The international aid agency Oxfam criticised Britain's policy of selling arms to Saudi Arabia, and described ministers as being in "denial and disarray".
Oxfam accused Britain of going from being an "enthusiastic backer" of the Arms Trade Treaty to "one of the most significant violators" and is expected to raise the issue of sales to Saudi Arabia at the second conference of states party to the treaty in Geneva today.
Penny Lawrence, deputy chief executive of Oxfam GB, will tell the conference that British weapons are fuelling a "brutal war in Yemen, harming the very people the Arms Trade Treaty is designed to protect," reports the BBC. "Schools, hospitals and homes have been bombed in contravention of the rules of war."
"The UK government is in denial and disarray over its arms sales to the Saudi-led coalition bombing campaign in Yemen," she will add.
"It has misled its own parliament about its oversight of arms sales and its international credibility is in jeopardy as it commits to action on paper but does the opposite in reality."

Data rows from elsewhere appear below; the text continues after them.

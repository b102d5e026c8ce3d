/*
MIT License with FEFF10 Attribution

Copyright (c) 2025 Ameyanagi

Based on or developed using Distribution: FEFF10.0
Copyright (c) 2020 FEFF Project, University of Washington and SLAC National Accelerator Laboratory.
All rights reserved.
*/

//! K-point / MO / coefficient hierarchy

use super::errors::{ModelError, Result};
use super::header::{GammaOnly, Header};
use crate::utils::{bohr_to_angstrom, EnergyUnit};
use log::info;
use num_complex::Complex64;
use serde::Serialize;
use std::fmt;

/// Dimensions of the allocated hierarchy
#[derive(Debug, Clone, Copy, PartialEq, Eq, Hash, Serialize)]
pub struct Shape {
    pub nkpts: usize,
    pub nbands: usize,
    pub npw: usize,
}

impl Shape {
    pub fn new(nkpts: usize, nbands: usize, npw: usize) -> Self {
        Self { nkpts, nbands, npw }
    }

    /// True when any dimension is zero
    pub fn is_empty(&self) -> bool {
        self.nkpts == 0 || self.nbands == 0 || self.npw == 0
    }

    /// Total number of coefficient slots
    pub fn coefficient_count(&self) -> usize {
        self.nkpts * self.nbands * self.npw
    }
}

impl fmt::Display for Shape {
    fn fmt(&self, f: &mut fmt::Formatter<'_>) -> fmt::Result {
        write!(
            f,
            "nkpts={}, nbands={}, npw={}",
            self.nkpts, self.nbands, self.npw
        )
    }
}

/// Which reader determined the shape
#[derive(Debug, Clone, Copy, PartialEq, Eq, Serialize)]
pub enum ShapeSource {
    /// Dimensions from the index header attributes
    Header,
    /// Dimensions counted from `Kpoint`/`Wfc` sections
    AsciiCoefficients,
}

/// Allocation state of the hierarchy
#[derive(Debug, Clone, Copy, PartialEq, Eq, Default)]
pub enum AllocationState {
    #[default]
    Empty,
    Shaped { shape: Shape, source: ShapeSource },
}

/// Result of a shape request
#[derive(Debug, Clone, Copy, PartialEq, Eq)]
pub enum Allocation {
    /// The hierarchy was allocated by this request
    Allocated,
    /// An equal shape was already in place; nothing changed
    AlreadyShaped,
}

/// One band at one k-point
#[derive(Debug, Clone, PartialEq)]
pub struct Mo {
    coeff: Vec<Complex64>,
    /// Band energy, filled from the eigenvalue section only
    pub energy: Option<f64>,
}

impl Mo {
    /// Band with `npw` zero coefficients and no energy
    pub fn new(npw: usize) -> Self {
        Self {
            coeff: vec![Complex64::new(0.0, 0.0); npw],
            energy: None,
        }
    }

    pub fn npw(&self) -> usize {
        self.coeff.len()
    }

    pub fn coeff(&self) -> &[Complex64] {
        &self.coeff
    }

    pub fn coeff_mut(&mut self) -> &mut [Complex64] {
        &mut self.coeff
    }

    /// sqrt(Σ |c|²)
    pub fn norm(&self) -> f64 {
        self.coeff.iter().map(Complex64::norm_sqr).sum::<f64>().sqrt()
    }

    /// Scale to unit norm; zero vectors are left alone
    pub fn normalize(&mut self) {
        let norm = self.norm();
        if norm > 0.0 {
            self.coeff.iter_mut().for_each(|c| *c /= norm);
        }
    }
}

/// All bands of one k-point
#[derive(Debug, Clone, PartialEq)]
pub struct KPoint {
    mos: Vec<Mo>,
}

impl KPoint {
    pub fn new(nbands: usize, npw: usize) -> Self {
        Self {
            mos: (0..nbands).map(|_| Mo::new(npw)).collect(),
        }
    }

    pub fn nbands(&self) -> usize {
        self.mos.len()
    }

    pub fn mos(&self) -> &[Mo] {
        &self.mos
    }

    pub fn mos_mut(&mut self) -> &mut [Mo] {
        &mut self.mos
    }

    pub fn energies(&self) -> Vec<Option<f64>> {
        self.mos.iter().map(|mo| mo.energy).collect()
    }
}

/// Parsed wavefunction export
///
/// The hierarchy starts [`AllocationState::Empty`] and is shaped exactly
/// once through [`Wavefunction::ensure_shape`]. The grid is a separate flat
/// container and never shapes the hierarchy.
#[derive(Debug, Clone, Default, PartialEq)]
pub struct Wavefunction {
    pub header: Header,
    state: AllocationState,
    kpoints: Vec<KPoint>,
    grid: Vec<[i32; 3]>,
}

impl Wavefunction {
    pub fn new() -> Self {
        Self::default()
    }

    pub fn state(&self) -> AllocationState {
        self.state
    }

    pub fn is_allocated(&self) -> bool {
        matches!(self.state, AllocationState::Shaped { .. })
    }

    pub fn shape(&self) -> Option<Shape> {
        match self.state {
            AllocationState::Shaped { shape, .. } => Some(shape),
            AllocationState::Empty => None,
        }
    }

    pub fn allocation_source(&self) -> Option<ShapeSource> {
        match self.state {
            AllocationState::Shaped { source, .. } => Some(source),
            AllocationState::Empty => None,
        }
    }

    /// Allocate the hierarchy if it is empty
    ///
    /// An already shaped model accepts an equal shape as a no-op and rejects
    /// a different one without touching existing data.
    pub fn ensure_shape(&mut self, shape: Shape, source: ShapeSource) -> Result<Allocation> {
        if shape.is_empty() {
            return Err(ModelError::EmptyShape(shape));
        }

        match self.state {
            AllocationState::Shaped { shape: existing, .. } if existing == shape => {
                Ok(Allocation::AlreadyShaped)
            }
            AllocationState::Shaped { shape: existing, .. } => Err(ModelError::ShapeMismatch {
                existing,
                requested: shape,
            }),
            AllocationState::Empty => {
                info!("Allocating wavefunction ({}) from {:?}", shape, source);
                self.kpoints = (0..shape.nkpts)
                    .map(|_| KPoint::new(shape.nbands, shape.npw))
                    .collect();
                self.state = AllocationState::Shaped { shape, source };
                Ok(Allocation::Allocated)
            }
        }
    }

    pub fn kpoints(&self) -> &[KPoint] {
        &self.kpoints
    }

    pub fn kpoints_mut(&mut self) -> &mut [KPoint] {
        &mut self.kpoints
    }

    pub fn kpoint(&self, k: usize) -> Option<&KPoint> {
        self.kpoints.get(k)
    }

    pub fn mo(&self, k: usize, band: usize) -> Option<&Mo> {
        self.kpoints.get(k)?.mos.get(band)
    }

    /// Every coefficient slot in k-point, band, plane-wave order
    pub fn coefficients_mut(&mut self) -> impl Iterator<Item = &mut Complex64> {
        self.kpoints
            .iter_mut()
            .flat_map(|kpoint| kpoint.mos.iter_mut())
            .flat_map(|mo| mo.coeff.iter_mut())
    }

    pub fn grid(&self) -> &[[i32; 3]] {
        &self.grid
    }

    /// Replace the grid container
    pub fn set_grid(&mut self, grid: Vec<[i32; 3]>) {
        self.grid = grid;
    }

    /// Normalize every band to unit norm
    pub fn normalize(&mut self) {
        self.kpoints
            .iter_mut()
            .flat_map(|kpoint| kpoint.mos.iter_mut())
            .for_each(Mo::normalize);
    }

    /// ⟨ψ_i|φ_j⟩ between band `i` of this model and band `j` of `other` at k-point `k`
    pub fn overlap(&self, other: &Wavefunction, k: usize, i: usize, j: usize) -> Result<Complex64> {
        let shape = self.shape().ok_or(ModelError::Unshaped)?;
        let other_shape = other.shape().ok_or(ModelError::Unshaped)?;
        if shape != other_shape {
            return Err(ModelError::ShapeMismatch {
                existing: shape,
                requested: other_shape,
            });
        }
        if k >= shape.nkpts {
            return Err(ModelError::IndexOutOfRange {
                what: "k-point",
                index: k,
                len: shape.nkpts,
            });
        }
        for band in [i, j] {
            if band >= shape.nbands {
                return Err(ModelError::IndexOutOfRange {
                    what: "band",
                    index: band,
                    len: shape.nbands,
                });
            }
        }

        let bra = &self.kpoints[k].mos[i].coeff;
        let ket = &other.kpoints[k].mos[j].coeff;
        Ok(bra.iter().zip(ket).map(|(a, b)| a.conj() * b).sum())
    }

    /// Band energies of k-point `k` in eV, using the header energy units
    ///
    /// `None` when the k-point does not exist or the units label is unknown.
    pub fn energies_ev(&self, k: usize) -> Option<Vec<Option<f64>>> {
        let unit = EnergyUnit::from_label(self.header.energy_units.as_deref()?)?;
        let kpoint = self.kpoints.get(k)?;
        Some(
            kpoint
                .mos
                .iter()
                .map(|mo| mo.energy.map(|e| unit.to_ev(e)))
                .collect(),
        )
    }

    /// Serializable overview of the model
    pub fn summary(&self) -> Summary {
        let shape = self.shape();
        let cell = &self.header.cell;
        let bohr_cell = cell
            .units
            .as_deref()
            .map(|units| matches!(units.to_ascii_lowercase().as_str(), "bohr" | "alat" | "au"))
            .unwrap_or(false);

        Summary {
            shape,
            source: self.allocation_source(),
            nspin: self.header.nspin.get(),
            gamma_only: self.header.gamma_only,
            natoms: self.header.natoms.get(),
            cell_units: cell.units.clone(),
            alat: cell.alat.get(),
            alat_angstrom: cell.alat.get().filter(|_| bohr_cell).map(bohr_to_angstrom),
            omega: cell.omega.get(),
            efermi: self.header.efermi.get(),
            energy_units: self.header.energy_units.clone(),
            grid_points: self.grid.len(),
            energies: self.kpoints.iter().map(KPoint::energies).collect(),
        }
    }
}

/// Overview returned by [`Wavefunction::summary`]
#[derive(Debug, Clone, PartialEq, Serialize)]
pub struct Summary {
    pub shape: Option<Shape>,
    pub source: Option<ShapeSource>,
    pub nspin: Option<usize>,
    pub gamma_only: GammaOnly,
    pub natoms: Option<usize>,
    pub cell_units: Option<String>,
    pub alat: Option<f64>,
    pub alat_angstrom: Option<f64>,
    pub omega: Option<f64>,
    pub efermi: Option<f64>,
    pub energy_units: Option<String>,
    pub grid_points: usize,
    pub energies: Vec<Vec<Option<f64>>>,
}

A British government spokesperson responded by saying the UK took the matter "very seriously" and it is "satisfied that extant licences for Saudi Arabia are compliant with the UK's export licensing criteria".
"The key test for our continued arms exports to Saudi Arabia in relation to international humanitarian law (IHL) is whether there is a clear risk that those weapons might be used in a serious violation of IHL," the spokesperson added.
"The situation is kept under careful and continual review."